» **GOAL OF THE EXERCISE**:
In the material below, which lines hold the word "total"? Pick each one out.

» **GIVEN RECORDS**:
________

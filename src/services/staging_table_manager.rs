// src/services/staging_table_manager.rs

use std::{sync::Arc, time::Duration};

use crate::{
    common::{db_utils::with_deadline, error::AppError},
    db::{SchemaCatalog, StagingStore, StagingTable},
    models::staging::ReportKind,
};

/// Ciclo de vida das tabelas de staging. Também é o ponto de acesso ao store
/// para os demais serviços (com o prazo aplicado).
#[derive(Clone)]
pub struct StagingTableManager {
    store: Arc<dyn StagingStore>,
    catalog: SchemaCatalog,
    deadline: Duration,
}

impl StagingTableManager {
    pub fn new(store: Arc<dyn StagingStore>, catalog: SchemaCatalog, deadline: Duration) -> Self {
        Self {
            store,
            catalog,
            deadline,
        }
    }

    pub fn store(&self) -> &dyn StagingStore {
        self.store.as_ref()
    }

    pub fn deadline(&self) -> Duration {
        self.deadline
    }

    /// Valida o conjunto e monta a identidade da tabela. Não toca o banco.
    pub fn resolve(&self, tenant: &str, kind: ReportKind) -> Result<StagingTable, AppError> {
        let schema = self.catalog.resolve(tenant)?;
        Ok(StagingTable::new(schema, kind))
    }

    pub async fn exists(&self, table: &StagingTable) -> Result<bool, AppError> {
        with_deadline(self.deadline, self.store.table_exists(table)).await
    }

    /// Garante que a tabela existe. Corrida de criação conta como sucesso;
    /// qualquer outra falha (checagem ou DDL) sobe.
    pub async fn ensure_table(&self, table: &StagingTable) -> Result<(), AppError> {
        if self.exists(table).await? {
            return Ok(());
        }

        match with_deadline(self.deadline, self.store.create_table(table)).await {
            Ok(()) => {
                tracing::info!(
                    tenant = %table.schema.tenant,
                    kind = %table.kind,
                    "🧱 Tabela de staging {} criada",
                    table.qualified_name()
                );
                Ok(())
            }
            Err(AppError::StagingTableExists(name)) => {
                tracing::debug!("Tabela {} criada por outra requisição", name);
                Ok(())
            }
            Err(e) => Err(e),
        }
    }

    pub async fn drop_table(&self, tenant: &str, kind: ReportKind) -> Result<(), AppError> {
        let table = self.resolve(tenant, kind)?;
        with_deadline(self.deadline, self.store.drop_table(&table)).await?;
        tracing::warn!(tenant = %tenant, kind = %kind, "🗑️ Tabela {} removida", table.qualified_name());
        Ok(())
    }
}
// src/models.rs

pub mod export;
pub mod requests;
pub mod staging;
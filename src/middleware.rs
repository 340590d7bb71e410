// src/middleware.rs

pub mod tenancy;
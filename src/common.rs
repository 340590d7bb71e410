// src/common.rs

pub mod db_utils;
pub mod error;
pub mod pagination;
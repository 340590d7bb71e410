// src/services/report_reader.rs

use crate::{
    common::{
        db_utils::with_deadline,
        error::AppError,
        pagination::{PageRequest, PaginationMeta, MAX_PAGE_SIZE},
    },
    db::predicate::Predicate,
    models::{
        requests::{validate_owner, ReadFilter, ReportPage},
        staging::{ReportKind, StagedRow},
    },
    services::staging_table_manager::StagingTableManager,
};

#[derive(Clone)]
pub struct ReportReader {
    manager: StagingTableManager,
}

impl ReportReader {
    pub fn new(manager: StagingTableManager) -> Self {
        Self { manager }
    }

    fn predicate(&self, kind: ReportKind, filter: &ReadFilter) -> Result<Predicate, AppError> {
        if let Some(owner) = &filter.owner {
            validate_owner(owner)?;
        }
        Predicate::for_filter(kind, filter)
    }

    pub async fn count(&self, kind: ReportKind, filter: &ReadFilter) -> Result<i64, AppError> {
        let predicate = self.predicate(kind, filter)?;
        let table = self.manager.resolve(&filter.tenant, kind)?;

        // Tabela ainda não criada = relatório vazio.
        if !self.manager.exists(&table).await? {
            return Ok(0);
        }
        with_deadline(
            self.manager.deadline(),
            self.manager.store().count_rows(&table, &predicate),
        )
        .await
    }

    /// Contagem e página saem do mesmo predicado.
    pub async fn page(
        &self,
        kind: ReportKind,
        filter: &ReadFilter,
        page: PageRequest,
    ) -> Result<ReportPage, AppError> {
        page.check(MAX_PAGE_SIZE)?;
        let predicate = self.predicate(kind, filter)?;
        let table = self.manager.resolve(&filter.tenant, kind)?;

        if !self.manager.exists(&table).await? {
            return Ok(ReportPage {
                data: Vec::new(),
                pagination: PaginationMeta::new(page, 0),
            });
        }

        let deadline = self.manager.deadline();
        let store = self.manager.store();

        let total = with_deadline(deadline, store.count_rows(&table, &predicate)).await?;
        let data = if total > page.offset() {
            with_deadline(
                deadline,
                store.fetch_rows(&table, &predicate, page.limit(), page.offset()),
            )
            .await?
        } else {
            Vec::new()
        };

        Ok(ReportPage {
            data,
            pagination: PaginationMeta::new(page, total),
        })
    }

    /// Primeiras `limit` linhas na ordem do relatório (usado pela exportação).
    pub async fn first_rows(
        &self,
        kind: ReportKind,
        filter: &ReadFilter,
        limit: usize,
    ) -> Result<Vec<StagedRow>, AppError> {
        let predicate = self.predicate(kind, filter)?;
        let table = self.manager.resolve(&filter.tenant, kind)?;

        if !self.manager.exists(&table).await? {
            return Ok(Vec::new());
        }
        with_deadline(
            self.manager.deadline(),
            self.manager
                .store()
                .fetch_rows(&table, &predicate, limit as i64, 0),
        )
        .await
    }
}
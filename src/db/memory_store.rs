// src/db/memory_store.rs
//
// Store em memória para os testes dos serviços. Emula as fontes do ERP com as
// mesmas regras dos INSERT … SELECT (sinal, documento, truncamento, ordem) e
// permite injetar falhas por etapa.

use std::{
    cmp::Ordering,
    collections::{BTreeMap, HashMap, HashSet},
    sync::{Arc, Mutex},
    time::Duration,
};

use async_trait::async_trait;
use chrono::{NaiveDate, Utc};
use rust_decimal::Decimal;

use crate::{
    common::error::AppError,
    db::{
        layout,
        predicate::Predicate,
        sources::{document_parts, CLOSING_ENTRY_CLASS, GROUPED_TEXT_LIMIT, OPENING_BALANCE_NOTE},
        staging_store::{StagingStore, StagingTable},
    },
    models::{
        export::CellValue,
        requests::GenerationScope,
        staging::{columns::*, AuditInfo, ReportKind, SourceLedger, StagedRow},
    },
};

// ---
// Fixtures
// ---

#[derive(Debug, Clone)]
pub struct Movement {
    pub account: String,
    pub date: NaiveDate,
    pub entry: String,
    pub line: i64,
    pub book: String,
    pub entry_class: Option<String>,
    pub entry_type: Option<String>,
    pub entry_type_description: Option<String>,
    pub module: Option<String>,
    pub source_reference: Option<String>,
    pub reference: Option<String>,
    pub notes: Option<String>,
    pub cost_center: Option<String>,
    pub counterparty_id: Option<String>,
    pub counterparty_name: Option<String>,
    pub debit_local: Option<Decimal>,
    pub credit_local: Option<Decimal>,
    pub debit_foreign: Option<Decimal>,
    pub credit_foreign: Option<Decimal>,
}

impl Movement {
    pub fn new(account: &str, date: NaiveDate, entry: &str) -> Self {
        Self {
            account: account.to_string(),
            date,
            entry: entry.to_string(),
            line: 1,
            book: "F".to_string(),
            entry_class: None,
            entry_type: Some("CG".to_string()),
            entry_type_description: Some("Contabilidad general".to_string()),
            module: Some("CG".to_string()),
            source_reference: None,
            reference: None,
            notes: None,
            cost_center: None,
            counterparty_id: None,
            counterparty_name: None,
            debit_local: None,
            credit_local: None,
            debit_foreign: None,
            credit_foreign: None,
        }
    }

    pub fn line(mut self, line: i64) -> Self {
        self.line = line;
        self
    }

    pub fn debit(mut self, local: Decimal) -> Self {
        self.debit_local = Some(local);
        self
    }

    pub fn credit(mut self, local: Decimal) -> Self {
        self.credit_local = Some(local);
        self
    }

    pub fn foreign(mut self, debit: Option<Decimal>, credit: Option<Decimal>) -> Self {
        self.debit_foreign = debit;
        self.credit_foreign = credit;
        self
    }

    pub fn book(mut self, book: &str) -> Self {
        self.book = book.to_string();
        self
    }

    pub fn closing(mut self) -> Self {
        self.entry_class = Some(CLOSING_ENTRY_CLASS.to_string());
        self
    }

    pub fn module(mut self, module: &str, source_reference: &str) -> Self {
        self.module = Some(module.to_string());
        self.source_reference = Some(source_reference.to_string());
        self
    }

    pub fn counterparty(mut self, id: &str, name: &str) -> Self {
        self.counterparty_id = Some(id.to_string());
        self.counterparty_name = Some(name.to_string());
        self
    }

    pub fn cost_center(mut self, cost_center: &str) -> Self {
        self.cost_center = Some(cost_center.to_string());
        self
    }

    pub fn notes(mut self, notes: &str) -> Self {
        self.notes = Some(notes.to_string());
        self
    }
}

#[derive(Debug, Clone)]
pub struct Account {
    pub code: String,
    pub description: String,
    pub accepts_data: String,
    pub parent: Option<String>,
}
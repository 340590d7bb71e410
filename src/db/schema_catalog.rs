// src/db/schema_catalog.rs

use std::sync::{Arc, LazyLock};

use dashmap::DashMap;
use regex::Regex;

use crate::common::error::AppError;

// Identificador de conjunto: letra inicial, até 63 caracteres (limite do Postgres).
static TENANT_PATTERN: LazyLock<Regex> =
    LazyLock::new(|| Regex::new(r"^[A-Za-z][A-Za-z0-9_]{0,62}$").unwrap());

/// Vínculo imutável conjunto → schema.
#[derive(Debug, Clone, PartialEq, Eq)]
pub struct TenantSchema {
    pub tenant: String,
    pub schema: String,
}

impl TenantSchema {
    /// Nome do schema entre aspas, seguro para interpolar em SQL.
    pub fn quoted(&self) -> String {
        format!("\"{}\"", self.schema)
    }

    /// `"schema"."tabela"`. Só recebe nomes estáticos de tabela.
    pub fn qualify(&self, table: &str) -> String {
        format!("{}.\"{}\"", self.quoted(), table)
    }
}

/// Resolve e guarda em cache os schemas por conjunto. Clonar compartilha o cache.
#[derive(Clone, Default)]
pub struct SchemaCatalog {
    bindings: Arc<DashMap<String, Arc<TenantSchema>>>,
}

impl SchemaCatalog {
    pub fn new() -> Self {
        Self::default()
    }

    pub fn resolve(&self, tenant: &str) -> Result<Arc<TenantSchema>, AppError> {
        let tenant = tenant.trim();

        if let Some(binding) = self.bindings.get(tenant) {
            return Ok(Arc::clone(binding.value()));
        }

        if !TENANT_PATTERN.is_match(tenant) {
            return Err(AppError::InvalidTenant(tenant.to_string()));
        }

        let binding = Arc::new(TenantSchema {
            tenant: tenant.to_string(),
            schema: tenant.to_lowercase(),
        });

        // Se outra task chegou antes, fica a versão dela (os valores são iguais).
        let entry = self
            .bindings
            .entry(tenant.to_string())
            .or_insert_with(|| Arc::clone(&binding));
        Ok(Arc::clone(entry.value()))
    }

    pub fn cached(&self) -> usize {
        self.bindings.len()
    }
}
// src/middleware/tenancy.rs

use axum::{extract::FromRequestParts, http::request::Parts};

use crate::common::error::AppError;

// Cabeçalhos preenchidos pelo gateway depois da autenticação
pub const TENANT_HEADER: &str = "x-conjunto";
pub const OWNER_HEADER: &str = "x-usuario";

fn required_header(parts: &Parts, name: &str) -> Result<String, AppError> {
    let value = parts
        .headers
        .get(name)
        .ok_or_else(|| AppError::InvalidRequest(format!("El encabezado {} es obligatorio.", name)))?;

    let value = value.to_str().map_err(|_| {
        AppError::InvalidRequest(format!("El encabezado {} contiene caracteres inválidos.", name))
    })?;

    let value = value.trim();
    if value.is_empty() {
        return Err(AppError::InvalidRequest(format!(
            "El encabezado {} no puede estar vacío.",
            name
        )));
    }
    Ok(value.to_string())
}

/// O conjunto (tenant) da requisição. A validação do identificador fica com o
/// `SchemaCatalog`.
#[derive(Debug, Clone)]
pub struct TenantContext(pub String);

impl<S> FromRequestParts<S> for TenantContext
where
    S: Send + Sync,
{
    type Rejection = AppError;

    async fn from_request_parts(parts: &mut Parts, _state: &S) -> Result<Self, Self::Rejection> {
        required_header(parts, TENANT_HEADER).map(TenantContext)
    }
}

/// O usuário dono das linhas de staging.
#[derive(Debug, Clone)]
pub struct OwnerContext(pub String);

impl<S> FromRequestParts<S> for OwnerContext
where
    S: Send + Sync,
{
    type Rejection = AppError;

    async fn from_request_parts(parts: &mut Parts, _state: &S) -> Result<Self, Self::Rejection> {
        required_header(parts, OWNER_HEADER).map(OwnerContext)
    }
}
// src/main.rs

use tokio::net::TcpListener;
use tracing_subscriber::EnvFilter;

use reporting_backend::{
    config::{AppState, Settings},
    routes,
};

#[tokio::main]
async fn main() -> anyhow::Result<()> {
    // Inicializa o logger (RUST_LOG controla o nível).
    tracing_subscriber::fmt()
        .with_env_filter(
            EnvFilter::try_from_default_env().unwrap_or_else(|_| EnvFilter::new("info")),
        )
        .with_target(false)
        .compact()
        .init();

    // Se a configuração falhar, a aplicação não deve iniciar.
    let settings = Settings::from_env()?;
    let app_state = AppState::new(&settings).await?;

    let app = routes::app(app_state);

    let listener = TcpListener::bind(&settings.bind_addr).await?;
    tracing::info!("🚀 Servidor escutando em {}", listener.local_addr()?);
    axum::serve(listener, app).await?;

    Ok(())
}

________

» **RESULT FOR THIS EXERCISE**:
        let total = with_deadline(deadline, store.count_rows(&table, &predicate)).await?;
        let data = if total > page.offset() {
            pagination: PaginationMeta::new(page, total),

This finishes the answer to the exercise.